WHAT IS "RED COLLAR CRIME?

They are white collar crimes when people die and there are usually no criminal charges against the "Corporate Executives", responsible (162). Such crimes are often "Cloaked in a Veil of Secrecy"(1), as documented in an article about Firestone tires and GM gas tanks (1). In these two instances alone (1), over 400 families took the out of court settlement in exchange for sealing the records. Allowing more American's to die, because they did not put a stop to it. They "sealed the records".

This is not just about "Corporate America".

American Roulette;
"Forget the revolver. We use products and services"
American Roulette - based on "Red Collar Crime"

Roach

Why the high rates of institutionalization followed by low rates?

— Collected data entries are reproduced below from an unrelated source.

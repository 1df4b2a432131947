//! Instance materialization
//!
//! Deep-clones a compiled template into a caller's document, walks the
//! clone once to find every durable marker the annotator left behind,
//! and binds an ordered part list to the concrete cloned nodes. The
//! result is an Instance: the cloned content, its parts, an optional
//! update callback, and a live view of the contributed root nodes.

use std::collections::HashMap;
use std::rc::Rc;

use super::compiler::Template;
use super::part::{AttributePart, ElementPart, NodeRangePart, Part, PartList};
use crate::core::markup::{ATTR_MARKER, MARKER_DELIMITER, RANGE_MARKER};
use crate::dom::{Document, NodeId};

/// Update callback invoked on first render and on every
/// [`Instance::update`]; render data lives in the closure's captures
pub type UpdateFn = Box<dyn FnMut(&mut Document, &PartList)>;

/// One materialized, independently mutable realization of a template
///
/// The engine never destroys an instance; detaching or discarding its
/// content belongs to whoever holds it.
pub struct Instance {
    fragment: NodeId,
    parts: PartList,
    root: RootSpan,
    update: Option<UpdateFn>,
}

impl Instance {
    /// The fragment container holding the instance content until the
    /// caller moves it elsewhere
    pub fn fragment(&self) -> NodeId {
        self.fragment
    }

    /// The ordered part list, one entry per placeholder
    pub fn parts(&self) -> &PartList {
        &self.parts
    }

    /// The live view of the nodes this instance contributed
    pub fn root_span(&self) -> &RootSpan {
        &self.root
    }

    /// Re-invoke the bound update callback, if any
    pub fn update(&mut self, doc: &mut Document) {
        if let Some(callback) = &mut self.update {
            callback(doc, &self.parts);
        }
    }
}

/// The outer boundary of a materialized instance
///
/// Holds the first and last contributed node and recomputes the node
/// list by sibling walk on every access, so the view stays accurate
/// when the nodes are spliced, unchanged, into an ancestor's range.
#[derive(Debug, Clone)]
pub struct RootSpan {
    first: Option<NodeId>,
    last: Option<NodeId>,
}

impl RootSpan {
    /// The contributed nodes, in order
    ///
    /// The walk follows current sibling links; callers who split the
    /// span apart (removing or re-parenting individual root nodes) get
    /// the prefix that is still walkable.
    pub fn nodes(&self, doc: &Document) -> Vec<NodeId> {
        let (Some(first), Some(last)) = (self.first, self.last) else {
            return Vec::new();
        };
        let mut nodes = Vec::new();
        let mut cursor = Some(first);
        while let Some(node) = cursor {
            nodes.push(node);
            if node == last {
                break;
            }
            cursor = doc.next_sibling(node);
        }
        nodes
    }

    /// Number of contributed nodes
    pub fn len(&self, doc: &Document) -> usize {
        self.nodes(doc).len()
    }

    pub fn is_empty(&self, doc: &Document) -> bool {
        self.nodes(doc).is_empty()
    }
}

impl Template {
    /// Materialize an instance into `doc` without an update callback
    pub fn instantiate(&self, doc: &mut Document) -> Instance {
        self.materialize(doc, None)
    }

    /// Materialize an instance into `doc` and invoke `update` once
    ///
    /// First render equals first update: the callback runs synchronously
    /// before this returns, with the instance's parts bound and ready.
    pub fn instantiate_with(&self, doc: &mut Document, update: UpdateFn) -> Instance {
        self.materialize(doc, Some(update))
    }

    fn materialize(&self, doc: &mut Document, update: Option<UpdateFn>) -> Instance {
        let fragment = doc.create_fragment();
        let source = self.doc();
        for child in source.children(source.root()) {
            let imported = doc.import_subtree(source, child);
            doc.append_child(fragment, imported);
        }

        // Collect marked elements first: replacing range markers mutates
        // the tree being walked. Tree order equals placeholder order.
        let marked: Vec<NodeId> = doc
            .descendants(fragment)
            .filter(|&id| {
                doc.attribute(id, ATTR_MARKER).is_some()
                    || doc.attribute(id, RANGE_MARKER).is_some()
            })
            .collect();

        let mut parts: Vec<Rc<Part>> = Vec::with_capacity(self.part_count());
        for element in marked {
            if let Some(entries) = doc.attribute(element, ATTR_MARKER).map(str::to_string) {
                doc.remove_attribute(element, ATTR_MARKER);
                // Repeated names on one element share one part; the memo
                // keyed by name (empty = whole-element hole) guarantees it
                // while still pushing one entry per placeholder.
                let mut memo: HashMap<&str, Rc<Part>> = HashMap::new();
                for name in entries.split(MARKER_DELIMITER) {
                    let part = memo.entry(name).or_insert_with(|| {
                        if name.is_empty() {
                            Rc::new(Part::Element(ElementPart { element }))
                        } else {
                            Rc::new(Part::Attribute(AttributePart {
                                element,
                                name: name.to_string(),
                            }))
                        }
                    });
                    parts.push(Rc::clone(part));
                }
            } else {
                let parent = doc
                    .parent(element)
                    .expect("marker element is attached under the fragment");
                let start = doc.create_sentinel();
                let end = doc.create_sentinel();
                doc.insert_before(parent, start, Some(element));
                doc.insert_before(parent, end, Some(element));
                doc.detach(element);
                parts.push(Rc::new(Part::NodeRange(NodeRangePart { start, end })));
            }
        }

        debug_assert_eq!(parts.len(), self.part_count());
        log::trace!("materialized instance with {} parts", parts.len());

        let root = RootSpan {
            first: doc.first_child(fragment),
            last: doc.last_child(fragment),
        };
        let mut instance = Instance {
            fragment,
            parts: PartList::new(parts),
            root,
            update,
        };
        instance.update(doc);
        instance
    }
}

Clearly, our notion of mental illness is both braoder and narrower than it once was. There was a time when "difficult" women were hospitalized, sometimes against their will, by the actions of their husbands and parents. Think Frances Farmers, whose memoir of the ordeal is quite moving. But today, with our culture of medication, nearly anyone with the blues or hyperactivity of any kind is being medicated.

It seems to me that the same skepticism that is raised against IQ studies can be and has been raised against the idea of mental illness. There is no easy way to say X is merely annoying behavior and Y is mental illness. Depression, addiction, "borderline" personalities, narcissism, and schizophrenia all exist on a continuum. For many people and personality types, mental illness is just an acute expression of eccentricities.

The whole concept of psychopathology overlaps with moral reasoning and the question of community mores. It's a murky question whether when science categorizes things--species, health vs. not healthy, rational vs. not rational--it's not really engaged in pure science because these judgments do not involved "falsifiable hypotheses" but rather classification decisions that are more metaphysical in nature. That is, science informs them but the judgmetns are not properly speaking "science" with all that such a conclusion entails.

The moral judgments of mental health taxonomy are hidden within notions of "functioning." Mental health definitions must, by necessity, be social. The extreme view "I'm OK, You Suck" cannot work, because so many mentally ill people do not only deny that they have a problem, they think so long as they are happy with themselves--whether as serial killers, living in their own feces or whatever--then your problem with them is totally irrelevant.

There must be a community based notion of mental health that is also respectful of individual difference. That community-based notion must not draw a false distinction between "science" and pedestrian reasoning about morality and values, because any notion of functioning must take into account the needs of the community, of parents, of children, of spouses, and the like. The old regime of forced institutionalization was fraught with abuse; at the same time, the new system, embracing a value-neutral notion that even mental illness itself might just be another "lifestyle" is a problem too. It's a problem because, at the end of the day, we as a community won't tolerate certain things, and truly violent and selfish people who hurt others will be locked up, whether in a prison or a hospital.

Psychology must transcend its pretention that it is a hard science, at one and the same time misunderstanding its own methods and devaluing the kinds of reasoning about functioning found in traditional moral and religious settings. Psychology, to grow, must become more secure. In this sense, its advice to individuals is good advice for the profession itself: grow up, consider other ways of doing things, develop compassion, and learn from the meta-fact that men and women have had to consider the hows and whys of how one another tick since social life began.

Joan A. Conway

Again this is often a political matter in such states' as Texas, known for their faulty public policies.

carol smith

i do think that everybody deserves another chance in life.let us be reasonable.
............................
carol smith
Florida Drug Rehab

Michael F. Martin

No wonder fashion, music, and art were so funky in the '70s!

:-)

This is fascinating research. How have state government officials responded?